"""
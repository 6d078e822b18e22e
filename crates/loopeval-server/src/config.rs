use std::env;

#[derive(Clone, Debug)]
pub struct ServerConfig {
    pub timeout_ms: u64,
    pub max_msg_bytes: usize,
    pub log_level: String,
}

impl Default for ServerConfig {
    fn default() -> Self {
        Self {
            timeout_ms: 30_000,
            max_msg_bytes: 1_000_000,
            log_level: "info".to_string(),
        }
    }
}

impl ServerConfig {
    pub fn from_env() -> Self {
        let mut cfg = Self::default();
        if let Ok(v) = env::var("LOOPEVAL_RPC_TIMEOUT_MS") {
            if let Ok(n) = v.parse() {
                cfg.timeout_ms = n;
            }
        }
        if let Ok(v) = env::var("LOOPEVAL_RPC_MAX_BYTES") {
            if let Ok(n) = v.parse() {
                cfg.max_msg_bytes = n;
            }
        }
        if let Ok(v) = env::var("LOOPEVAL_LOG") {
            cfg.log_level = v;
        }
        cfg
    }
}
"""
## TASK TO CARRY OUT
From the data above, gather every line that includes the word "impl".

## TASK OUTPUT
impl Default for ServerConfig {
impl ServerConfig {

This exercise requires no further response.